The latter is basically a wallet created by Facebook to store and manage Libra. Calibra is a regulated subsidiary of Facebook and it is not to share financial data with the mother company.
Facebook wants people to see Libra as digital cash. That said, the company expects people to use it as so for purchasing things online and in stores. But also, taking into account the technical capabilities of a blockchain-based currency, Libra can be used to seamlessly send and receive money among users of the above-mentioned applications.
The introduction of Libra is expected to boost mass adoption of cryptocurrency on a global scale. Even people without access to the banking system will now be able to easily perform money transactions digitally with their smartphones.
Considering the stable nature of the Libra coin, top stablecoin players might experience a setback in terms of market share, especially Tether.
Altcoins created with the intention to become payment solutions will most likely disappear, while demand for privacy-preserving cryptocurrencies like Monero or ZCash will increase.
Facebook’s Libra overcomes some of the main obstacles in the race for cryptocurrency massive adoption. For starters, Facebook cryptocurrency is a stablecoin, which ensures the currency isn’t subject to extreme volatility like other cryptocurrencies in the market.
There are currently 34 million active cryptocurrency wallets in the world. But there are 2.7 billion Facebook users. That enormous gap that only Libra is now able to fill in.
Having players such as Visa, MasterCard and Paypal on their side is essential as this is not a traditional three-party financial model. By partnering with these financial institutions, they allow them to participate in the pie and profit from what could be the next biggest payment system in the world. These companies are also taking part of the Libra Association for learning purposes. Learning how blockchain and cryptocurrencies can work on a mass level, but within a fairly controlled environment and ecosystem.

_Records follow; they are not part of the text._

use std::io;

use evbarcode::{BarcodeDevice, Device, ScanStatus, VirtualScanner, event::Key};

use crate::Tester;

#[test]
fn grab_is_exclusive() -> io::Result<()> {
    let Some(t) = Tester::get() else {
        return Ok(());
    };
    let mut dev = BarcodeDevice::new();
    dev.open(t.path())?;
    assert!(dev.is_open());
    assert_eq!(dev.path(), Some(t.path()));

    let mut other = BarcodeDevice::new();
    let err = other.open(t.path()).unwrap_err();
    assert_eq!(err.kind(), io::ErrorKind::ResourceBusy, "{err}");
    assert!(!other.is_open());
    other.close()?;

    let raw = Device::open(t.path())?;
    let err = raw.grab().unwrap_err();
    assert_eq!(err.kind(), io::ErrorKind::ResourceBusy, "{err}");

    // Already open.
    let err = dev.open(t.path()).unwrap_err();
    assert_eq!(err.kind(), io::ErrorKind::InvalidInput);

    dev.close()?;
    Ok(())
}

#[test]
fn close_releases_grab() -> io::Result<()> {
    let Some(t) = Tester::get() else {
        return Ok(());
    };
    let mut dev = BarcodeDevice::new();
    for _ in 0..3 {
        dev.open(t.path())?;
        dev.close()?;
        assert!(!dev.is_open());

        let raw = Device::open(t.path())?;
        raw.grab()?;
        raw.close()?;
    }

    // Dropping an open device releases it too.
    let mut dropped = BarcodeDevice::new();
    dropped.open(t.path())?;
    drop(dropped);
    dev.open(t.path())?;

    t.scanner.type_code("7", Some(Key::KEY_ENTER))?;
    assert_eq!(
        dev.read_code(std::time::Duration::from_millis(500))?
            .as_deref(),
        Some("7")
    );
    dev.close()?;
    Ok(())
}

#[test]
fn device_removed() -> io::Result<()> {
    // Removing the shared scanner would break the other tests, so this uses its own.
    let Some(_t) = Tester::get() else {
        return Ok(());
    };
    let scanner = VirtualScanner::create("-@-rust-evbarcode-removal-@-")?;
    let mut dev = BarcodeDevice::new();
    dev.open(scanner.evdev_path()?)?;

    scanner.type_code("12", None)?;
    drop(scanner);

    let mut buf = [0; 16];
    let scan = dev.read(&mut buf, std::time::Duration::from_secs(2));
    // The evdev driver reports removal as `ENODEV`.
    match scan.status() {
        ScanStatus::DeviceGone => {}
        ScanStatus::Failed(e) if e.raw_os_error() == Some(libc::ENODEV) => {}
        _ => panic!("unexpected scan result: {scan:?}"),
    }

    // Closing a removed device still releases the descriptor and the timer.
    dev.close()?;
    assert!(!dev.is_open());
    assert!(dev.path().is_none());
    dev.close()?;
    Ok(())
}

The Libra blockchain is a «permissioned blockchain», which basically means permission is required to launch a validation node. This kind of blockchains keep an access control layer to enable particular actions to be performed only by certain identifiable participants. In other words, only partners of the Libra Association are allowed to validate nodes.
To become a partner, you need to comply with technical infrastructure and make a substantial investment to the Libra Reserve. This represents a serious limitation in terms of openness, unlike the Bitcoin blockchain, which is public and allows anyone to participate.
The on-chain transaction processing capacity is quite disappointing. The Libra blockchain is expected to handle 1,000 transactions per second, a level quite low compared to existing solutions such as Zilliqa (2,800+ TPS). If Libra really intends to serve billions of people worldwide, those figures will have to go up quickly. Visa processes about 65,000 TPS.
From a data privacy perspective, it is worth noting that Calibra — Libra’s wallet — is a Facebook subsidiary. While it is stated that Calibra does not share information with Facebook, the company’s recent scandals over data privacy elevate the risk for potential data mishandling.
Moreover, the wallet promises a full refund in case of fraudulent transactions. There is no clarity on how the chargeback mechanism will work — whether the transaction will be reversed or whether the funds will be returned from the company #39;s reserves.
Libra is not only going to revolutionize the cryptocurrency industry, but for the entire payments landscape. This digital currency might not be surprisingly innovative technology-wise, but its power relies on Facebook’s 2.7 billion users. A user base that no other cryptocurrency has ever reached, not even Bitcoin.
This currency will serve as an entry point for cryptocurrency skeptics and those who do not understand the value of digital money. Libra has the power to once and for all demystify the cryptocurrency market.